A Petrobras e o consórcio Britto-Macelog II venceram, na manhã desta quarta-feira (22), dois leilões de arrendamento promovidos pela Agência Nacional de Transportes Aquaviários (Antaq) e pelo Ministério dos Portos e Aeroportos, realizados na sede da B3, em São Paulo.
Área RDJ07 no Porto do Rio de Janeiro
No certame referente à área RDJ07, localizada no Porto do Rio de Janeiro, a Petrobras apresentou oferta de outorga de R$ 104 milhões e superou a Sul Real GMBL 2025, que propôs R$ 1 milhão. Como havia duas concorrentes, o leilão avançou para a etapa de lances em viva-voz, mas a segunda proponente não cobriu o valor, garantindo a vitória da estatal.
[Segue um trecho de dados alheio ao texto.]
//! Highlight detector: score, merge, rank, truncate
use super::scoring::KeywordScorer;
use super::{DetectorConfig, HighlightCandidate, InvalidConfig, Selection};
use crate::transcription::TranscriptSegment;
use tracing::debug;

/// Selects the most salient time ranges of a transcript
///
/// 1. every segment is scored by keyword hits (see [`KeywordScorer`]);
/// 2. consecutive scored segments separated by less than `min_gap_secs` are
///    merged, summing their scores, as long as the merged span stays within
///    `max_clip_length_secs`;
/// 3. candidates are ranked by score, ties broken by earliest start;
/// 4. the top `max_clips` are returned.
///
/// When no segment matches any keyword the detector falls back to the
/// longest segments by duration, so a transcript without keyword hits still
/// yields clips. Those candidates are tagged [`Selection::LongestSegment`].
#[derive(Debug, Clone)]
pub struct HighlightDetector {
    config: DetectorConfig,
    scorer: KeywordScorer,
}

impl HighlightDetector {
    pub fn new(config: DetectorConfig) -> Result<Self, InvalidConfig> {
        config.validate()?;
        let scorer = KeywordScorer::new(&config);
        Ok(Self { config, scorer })
    }

    /// Detect highlight candidates in an ordered, non-overlapping transcript.
    ///
    /// `source_duration` clamps candidates to the video length when known.
    pub fn detect(
        &self,
        segments: &[TranscriptSegment],
        source_duration: Option<f64>,
    ) -> Vec<HighlightCandidate> {
        if segments.is_empty() {
            return Vec::new();
        }

        let bound = upper_bound(segments, source_duration);
        let scores: Vec<f64> = segments.iter().map(|s| self.scorer.score(s)).collect();

        let mut candidates = if scores.iter().any(|s| *s > 0.0) {
            clamp_all(self.merge_scored(segments, &scores), bound)
        } else {
            Vec::new()
        };

        // Keyword hits that clamp to nothing (zero-length, past the end) don't count
        if candidates.is_empty() {
            debug!(
                "No usable keyword matches in {} segments, falling back to longest segments",
                segments.len()
            );
            candidates = clamp_all(self.longest_segments(segments), bound);
        }

        candidates.sort_by(|a, b| {
            b.score
                .total_cmp(&a.score)
                .then_with(|| a.start.total_cmp(&b.start))
        });
        candidates.truncate(self.config.max_clips);
        candidates
    }

    fn merge_scored(&self, segments: &[TranscriptSegment], scores: &[f64]) -> Vec<HighlightCandidate> {
        let max_len = self.config.max_clip_length_secs;
        let mut merged = Vec::new();
        let mut current: Option<HighlightCandidate> = None;

        for (index, (segment, &score)) in segments.iter().zip(scores).enumerate() {
            if score <= 0.0 {
                continue;
            }

            if let Some(candidate) = current.as_mut() {
                let gap = segment.start - candidate.end;
                let merged_span = segment.end - candidate.start;
                if gap < self.config.min_gap_secs && merged_span <= max_len {
                    candidate.end = segment.end;
                    candidate.score += score;
                    candidate.source_indices.push(index);
                    continue;
                }
            }

            if let Some(done) = current.take() {
                merged.push(done);
            }
            current = Some(single_segment(index, segment, score, max_len, Selection::Keyword));
        }

        merged.extend(current);
        merged
    }

    fn longest_segments(&self, segments: &[TranscriptSegment]) -> Vec<HighlightCandidate> {
        let max_len = self.config.max_clip_length_secs;
        segments
            .iter()
            .enumerate()
            .map(|(index, segment)| {
                single_segment(index, segment, 0.0, max_len, Selection::LongestSegment)
            })
            .collect()
    }
}

fn single_segment(
    index: usize,
    segment: &TranscriptSegment,
    score: f64,
    max_len: f64,
    selection: Selection,
) -> HighlightCandidate {
    HighlightCandidate {
        start: segment.start,
        end: segment.end.min(segment.start + max_len),
        score,
        source_indices: vec![index],
        selection,
    }
}

/// Latest time a candidate may reach: transcript end, or the video length if shorter
fn upper_bound(segments: &[TranscriptSegment], source_duration: Option<f64>) -> f64 {
    let transcript_end = segments.iter().map(|s| s.end).fold(0.0, f64::max);
    match source_duration {
        Some(duration) if duration.is_finite() && duration > 0.0 => transcript_end.min(duration),
        _ => transcript_end,
    }
}

fn clamp_all(candidates: Vec<HighlightCandidate>, bound: f64) -> Vec<HighlightCandidate> {
    candidates
        .into_iter()
        .filter_map(|c| clamp_to_bound(c, bound))
        .collect()
}

fn clamp_to_bound(mut candidate: HighlightCandidate, bound: f64) -> Option<HighlightCandidate> {
    candidate.start = candidate.start.max(0.0);
    candidate.end = candidate.end.min(bound);
    if candidate.end - candidate.start <= 0.0 {
        return None;
    }
    if candidate.selection == Selection::LongestSegment {
        candidate.score = candidate.duration();
    }
    Some(candidate)
}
O contrato de 25 anos prevê R$ 99,4 milhões em investimentos voltados à movimentação de cargas de apoio logístico offshore para exploração e produção de petróleo e gás. Entre as obras programadas estão a demolição de estruturas antigas, a construção de um galpão de ao menos 3,5 mil m², instalação de áreas administrativas e operacionais, portarias e cercamento. O plano inclui ainda a compra de seis guindastes, dez empilhadeiras, vinte carretas, além de novo sistema de combate a incêndio e subestação elétrica.
Terminal de Passageiros em Maceió
O segundo leilão diz respeito ao Terminal Marítimo de Passageiros (TMP) do Porto de Maceió, em Alagoas. Único participante, o consórcio Britto-Macelog II levou a disputa com oferta de R$ 50 mil. O prazo de arrendamento também é de 25 anos, com expectativa de aplicar R$ 3,7 milhões na modernização da estação de passageiros e na construção de estacionamento com 112 vagas.
Segundo o ministério, o porto alagoano recebe mais de 100 mil turistas por temporada de cruzeiros e, atualmente, comporta até 612 passageiros por dia. A concessão deverá ampliar essa capacidade e atrair novas rotas.
Próximo leilão em Paranaguá
Ainda nesta tarde, às 14h, a B3 sediará o leilão da concessão do canal de acesso aquaviário aos portos de Paranaguá e Antonina, no Paraná. O projeto, inédito no país para esse tipo de infraestrutura, prevê investimentos de R$ 1,2 bilhão ao longo de 25 anos, com possibilidade de prorrogação por até 70 anos.
Presente aos leilões, o ministro dos Portos e Aeroportos, Silvio Costa Filho, classificou as concessões como estratégicas para o desenvolvimento do setor e lembrou que a pasta pretende realizar 60 leilões em quatro anos, somando cerca de R$ 40 bilhões em investimentos.